Ginger Snaps was a sharp, savage, witty update on the werewolf genre, dragging it into the high-school setting. Unfortunately for Cursed, it lies closer to Teen Wolf than Snaps. After a car accident and an encounter with a strange beast, two siblings (Ricci + Eisenberg) find their lives, bodies and personalities all changing – in some ways for the better, but generally not seen by them as an improvement. He can now stand up to the jock bully who makes high-school life a misery; she finds her life as a publicist on a TV chat show infinitely more complicated. Between them, they have to locate the source of their infection, break the bloodline, etc.

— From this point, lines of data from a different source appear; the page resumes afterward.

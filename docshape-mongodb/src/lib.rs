//! MongoDB backend for docshape.
//!
//! This crate implements the `StoreBackend` trait on top of the official
//! MongoDB driver. Filters, sorts, projections and pipelines are handed to the
//! server as-is; driver errors are surfaced unmodified.
//!
//! Enable it through the `mongodb` feature:
//!
//! ```toml
//! [dependencies]
//! docshape = { version = "x.y.z", features = ["mongodb"] }
//! ```
//!
//! # Connection
//!
//! The builder parses the connection string, applies a connect and
//! server-selection timeout (10 seconds unless overridden) and pings the
//! primary before returning the store.
//!
//! # Example
//!
//! ```ignore
//! use docshape::{backend::StoreBackendBuilder, mongodb::MongoDbStore};
//!
//! #[tokio::main]
//! async fn main() -> Result<(), Box<dyn std::error::Error>> {
//!     let store = MongoDbStore::builder("mongodb://localhost:27017", "my_database")
//!         .app_name("my-service")
//!         .build()
//!         .await?;
//!
//!     Ok(())
//! }
//! ```

pub mod store;
mod query;

pub use store::{MongoDbStore, MongoDbStoreBuilder};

The problems in production are well-documented, Craven and writer Kevin (Scream) Williamson, all but disowning it, and unquestionable hurt the end product. Hard to say where fault lies: that the final version ended up cut to PG-13 certainly can’t have helped. It seems to aim for an ironic tone, but when the height of wit is a werewolf giving someone the finger – okay, I laughed – there are clearly major problems. It steals shamelessly from other, better films; our hero waking up naked in the bushes was funny 25 years ago in American Werewolf. [You’d think Rick Baker, who worked on both, might have pointed this out, but he was probably too busy cringing at the ropey CGI used here.] The idea of a werewolf invading corporate culture has some potential, and there are occasional effective moments; however, not enough of them. I guess the aim was to do for lycanthropes, what (the vastly over-rated, IMHO) Scream did for slashers. They failed.